### EXERCISE
Restate each entry below word for word, without skipping any.

### Saved data entries

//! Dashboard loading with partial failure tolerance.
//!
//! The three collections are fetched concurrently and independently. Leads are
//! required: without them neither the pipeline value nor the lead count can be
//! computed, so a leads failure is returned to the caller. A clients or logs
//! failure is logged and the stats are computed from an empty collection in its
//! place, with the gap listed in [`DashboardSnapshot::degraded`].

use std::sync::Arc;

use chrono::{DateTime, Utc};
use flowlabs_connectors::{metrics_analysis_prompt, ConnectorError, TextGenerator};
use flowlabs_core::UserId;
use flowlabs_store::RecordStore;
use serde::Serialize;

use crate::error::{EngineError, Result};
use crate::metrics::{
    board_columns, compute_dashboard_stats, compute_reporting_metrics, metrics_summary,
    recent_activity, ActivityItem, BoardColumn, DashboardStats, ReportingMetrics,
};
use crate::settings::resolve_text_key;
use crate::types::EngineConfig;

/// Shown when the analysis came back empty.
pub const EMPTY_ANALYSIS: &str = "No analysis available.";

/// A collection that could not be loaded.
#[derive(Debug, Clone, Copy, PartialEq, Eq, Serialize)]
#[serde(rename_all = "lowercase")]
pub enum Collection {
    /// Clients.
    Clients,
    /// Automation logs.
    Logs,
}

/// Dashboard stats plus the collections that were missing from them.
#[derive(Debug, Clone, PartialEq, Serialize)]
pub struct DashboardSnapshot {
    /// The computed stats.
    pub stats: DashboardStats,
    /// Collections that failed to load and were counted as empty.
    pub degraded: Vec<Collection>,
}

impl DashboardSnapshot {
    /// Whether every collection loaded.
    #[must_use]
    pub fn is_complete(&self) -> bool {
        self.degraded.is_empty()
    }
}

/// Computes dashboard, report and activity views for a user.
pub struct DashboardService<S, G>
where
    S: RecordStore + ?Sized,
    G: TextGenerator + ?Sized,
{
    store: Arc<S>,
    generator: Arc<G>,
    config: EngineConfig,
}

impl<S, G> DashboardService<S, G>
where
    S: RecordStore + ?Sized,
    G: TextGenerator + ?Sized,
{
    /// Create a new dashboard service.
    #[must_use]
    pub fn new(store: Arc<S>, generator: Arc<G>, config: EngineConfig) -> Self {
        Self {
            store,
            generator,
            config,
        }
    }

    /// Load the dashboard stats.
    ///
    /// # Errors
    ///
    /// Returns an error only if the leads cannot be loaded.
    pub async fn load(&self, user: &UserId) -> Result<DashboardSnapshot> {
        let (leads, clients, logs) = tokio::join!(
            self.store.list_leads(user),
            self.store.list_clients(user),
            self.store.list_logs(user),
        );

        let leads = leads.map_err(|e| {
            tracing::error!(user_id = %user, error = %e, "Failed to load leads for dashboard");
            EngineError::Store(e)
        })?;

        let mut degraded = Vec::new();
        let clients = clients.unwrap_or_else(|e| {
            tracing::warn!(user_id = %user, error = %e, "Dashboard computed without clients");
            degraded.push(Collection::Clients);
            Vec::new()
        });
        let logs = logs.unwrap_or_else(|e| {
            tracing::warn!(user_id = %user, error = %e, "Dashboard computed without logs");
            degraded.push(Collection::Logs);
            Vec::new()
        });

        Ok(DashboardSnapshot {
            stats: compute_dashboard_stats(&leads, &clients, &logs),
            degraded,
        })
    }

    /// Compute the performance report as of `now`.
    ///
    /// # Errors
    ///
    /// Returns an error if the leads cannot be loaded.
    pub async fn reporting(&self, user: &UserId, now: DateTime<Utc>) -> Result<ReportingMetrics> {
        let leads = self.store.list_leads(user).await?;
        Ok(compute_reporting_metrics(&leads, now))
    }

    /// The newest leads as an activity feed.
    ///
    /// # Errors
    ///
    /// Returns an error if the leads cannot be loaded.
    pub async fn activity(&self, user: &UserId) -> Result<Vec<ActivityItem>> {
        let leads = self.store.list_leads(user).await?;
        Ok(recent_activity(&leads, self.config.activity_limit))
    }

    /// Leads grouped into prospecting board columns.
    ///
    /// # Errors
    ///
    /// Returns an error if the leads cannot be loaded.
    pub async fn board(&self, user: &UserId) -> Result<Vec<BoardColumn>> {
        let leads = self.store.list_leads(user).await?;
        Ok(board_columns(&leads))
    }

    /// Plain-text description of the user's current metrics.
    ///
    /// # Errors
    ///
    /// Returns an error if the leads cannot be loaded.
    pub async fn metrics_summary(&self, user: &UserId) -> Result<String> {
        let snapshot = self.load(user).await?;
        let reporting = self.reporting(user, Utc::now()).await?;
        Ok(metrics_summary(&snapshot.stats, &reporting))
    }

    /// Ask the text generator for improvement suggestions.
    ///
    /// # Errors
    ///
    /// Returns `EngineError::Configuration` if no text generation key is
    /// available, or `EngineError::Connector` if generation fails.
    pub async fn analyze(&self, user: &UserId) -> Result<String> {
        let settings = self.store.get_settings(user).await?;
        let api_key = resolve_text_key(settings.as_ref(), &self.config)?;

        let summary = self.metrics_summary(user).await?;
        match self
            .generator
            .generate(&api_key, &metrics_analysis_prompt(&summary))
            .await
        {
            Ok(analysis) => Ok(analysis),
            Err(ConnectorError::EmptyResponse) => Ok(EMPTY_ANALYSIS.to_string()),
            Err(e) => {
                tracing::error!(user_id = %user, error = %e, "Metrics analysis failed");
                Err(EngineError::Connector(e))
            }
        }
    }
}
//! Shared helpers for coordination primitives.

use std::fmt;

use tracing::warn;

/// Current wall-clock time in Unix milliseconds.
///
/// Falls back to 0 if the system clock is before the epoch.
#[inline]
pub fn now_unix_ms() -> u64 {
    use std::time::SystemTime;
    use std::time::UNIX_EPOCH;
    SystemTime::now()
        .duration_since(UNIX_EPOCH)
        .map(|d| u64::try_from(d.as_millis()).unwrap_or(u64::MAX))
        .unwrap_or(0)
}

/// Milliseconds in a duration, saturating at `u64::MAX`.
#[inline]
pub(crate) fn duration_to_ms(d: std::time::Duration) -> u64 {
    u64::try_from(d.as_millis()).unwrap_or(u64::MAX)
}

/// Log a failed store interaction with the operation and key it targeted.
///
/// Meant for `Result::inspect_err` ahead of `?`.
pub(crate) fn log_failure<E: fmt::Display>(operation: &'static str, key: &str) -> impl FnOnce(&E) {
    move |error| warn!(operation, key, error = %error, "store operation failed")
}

### RESPONSE BELOW
//! Dashboard loading with partial failure tolerance.
//!
//! The three collections are fetched concurrently and independently. Leads are
//! required: without them neither the pipeline value nor the lead count can be
//! computed, so a leads failure is returned to the caller. A clients or logs
//! failure is logged and the stats are computed from an empty collection in its
//! place, with the gap listed in [`DashboardSnapshot::degraded`].

use std::sync::Arc;

use chrono::{DateTime, Utc};
use flowlabs_connectors::{metrics_analysis_prompt, ConnectorError, TextGenerator};
use flowlabs_core::UserId;
use flowlabs_store::RecordStore;
use serde::Serialize;

use crate::error::{EngineError, Result};
use crate::metrics::{
    board_columns, compute_dashboard_stats, compute_reporting_metrics, metrics_summary,
    recent_activity, ActivityItem, BoardColumn, DashboardStats, ReportingMetrics,
};
use crate::settings::resolve_text_key;
use crate::types::EngineConfig;

/// Shown when the analysis came back empty.
pub const EMPTY_ANALYSIS: &str = "No analysis available.";

/// A collection that could not be loaded.
#[derive(Debug, Clone, Copy, PartialEq, Eq, Serialize)]
#[serde(rename_all = "lowercase")]
pub enum Collection {
    /// Clients.
    Clients,
    /// Automation logs.
    Logs,
}

/// Dashboard stats plus the collections that were missing from them.
#[derive(Debug, Clone, PartialEq, Serialize)]
pub struct DashboardSnapshot {
    /// The computed stats.
    pub stats: DashboardStats,
    /// Collections that failed to load and were counted as empty.
    pub degraded: Vec<Collection>,
}

impl DashboardSnapshot {
    /// Whether every collection loaded.
    #[must_use]
    pub fn is_complete(&self) -> bool {
        self.degraded.is_empty()
    }
}

/// Computes dashboard, report and activity views for a user.
pub struct DashboardService<S, G>
where
    S: RecordStore + ?Sized,
    G: TextGenerator + ?Sized,
{
    store: Arc<S>,
    generator: Arc<G>,
    config: EngineConfig,
}

impl<S, G> DashboardService<S, G>
where
    S: RecordStore + ?Sized,
    G: TextGenerator + ?Sized,
{
    /// Create a new dashboard service.
    #[must_use]
    pub fn new(store: Arc<S>, generator: Arc<G>, config: EngineConfig) -> Self {
        Self {
            store,
            generator,
            config,
        }
    }

    /// Load the dashboard stats.
    ///
    /// # Errors
    ///
    /// Returns an error only if the leads cannot be loaded.
    pub async fn load(&self, user: &UserId) -> Result<DashboardSnapshot> {
        let (leads, clients, logs) = tokio::join!(
            self.store.list_leads(user),
            self.store.list_clients(user),
            self.store.list_logs(user),
        );

        let leads = leads.map_err(|e| {
            tracing::error!(user_id = %user, error = %e, "Failed to load leads for dashboard");
            EngineError::Store(e)
        })?;

        let mut degraded = Vec::new();
        let clients = clients.unwrap_or_else(|e| {
            tracing::warn!(user_id = %user, error = %e, "Dashboard computed without clients");
            degraded.push(Collection::Clients);
            Vec::new()
        });
        let logs = logs.unwrap_or_else(|e| {
            tracing::warn!(user_id = %user, error = %e, "Dashboard computed without logs");
            degraded.push(Collection::Logs);
            Vec::new()
        });

        Ok(DashboardSnapshot {
            stats: compute_dashboard_stats(&leads, &clients, &logs),
            degraded,
        })
    }

    /// Compute the performance report as of `now`.
    ///
    /// # Errors
    ///
    /// Returns an error if the leads cannot be loaded.
    pub async fn reporting(&self, user: &UserId, now: DateTime<Utc>) -> Result<ReportingMetrics> {
        let leads = self.store.list_leads(user).await?;
        Ok(compute_reporting_metrics(&leads, now))
    }

    /// The newest leads as an activity feed.
    ///
    /// # Errors
    ///
    /// Returns an error if the leads cannot be loaded.
    pub async fn activity(&self, user: &UserId) -> Result<Vec<ActivityItem>> {
        let leads = self.store.list_leads(user).await?;
        Ok(recent_activity(&leads, self.config.activity_limit))
    }

    /// Leads grouped into prospecting board columns.
    ///
    /// # Errors
    ///
    /// Returns an error if the leads cannot be loaded.
    pub async fn board(&self, user: &UserId) -> Result<Vec<BoardColumn>> {
        let leads = self.store.list_leads(user).await?;
        Ok(board_columns(&leads))
    }

    /// Plain-text description of the user's current metrics.
    ///
    /// # Errors
    ///
    /// Returns an error if the leads cannot be loaded.
    pub async fn metrics_summary(&self, user: &UserId) -> Result<String> {
        let snapshot = self.load(user).await?;
        let reporting = self.reporting(user, Utc::now()).await?;
        Ok(metrics_summary(&snapshot.stats, &reporting))
    }

    /// Ask the text generator for improvement suggestions.
    ///
    /// # Errors
    ///
    /// Returns `EngineError::Configuration` if no text generation key is
    /// available, or `EngineError::Connector` if generation fails.
    pub async fn analyze(&self, user: &UserId) -> Result<String> {
        let settings = self.store.get_settings(user).await?;
        let api_key = resolve_text_key(settings.as_ref(), &self.config)?;

        let summary = self.metrics_summary(user).await?;
        match self
            .generator
            .generate(&api_key, &metrics_analysis_prompt(&summary))
            .await
        {
            Ok(analysis) => Ok(analysis),
            Err(ConnectorError::EmptyResponse) => Ok(EMPTY_ANALYSIS.to_string()),
            Err(e) => {
                tracing::error!(user_id = %user, error = %e, "Metrics analysis failed");
                Err(EngineError::Connector(e))
            }
        }
    }
}
//! Shared helpers for coordination primitives.

use std::fmt;

use tracing::warn;

/// Current wall-clock time in Unix milliseconds.
///
/// Falls back to 0 if the system clock is before the epoch.
#[inline]
pub fn now_unix_ms() -> u64 {
    use std::time::SystemTime;
    use std::time::UNIX_EPOCH;
    SystemTime::now()
        .duration_since(UNIX_EPOCH)
        .map(|d| u64::try_from(d.as_millis()).unwrap_or(u64::MAX))
        .unwrap_or(0)
}

/// Milliseconds in a duration, saturating at `u64::MAX`.
#[inline]
pub(crate) fn duration_to_ms(d: std::time::Duration) -> u64 {
    u64::try_from(d.as_millis()).unwrap_or(u64::MAX)
}

/// Log a failed store interaction with the operation and key it targeted.
///
/// Meant for `Result::inspect_err` ahead of `?`.
pub(crate) fn log_failure<E: fmt::Display>(operation: &'static str, key: &str) -> impl FnOnce(&E) {
    move |error| warn!(operation, key, error = %error, "store operation failed")
}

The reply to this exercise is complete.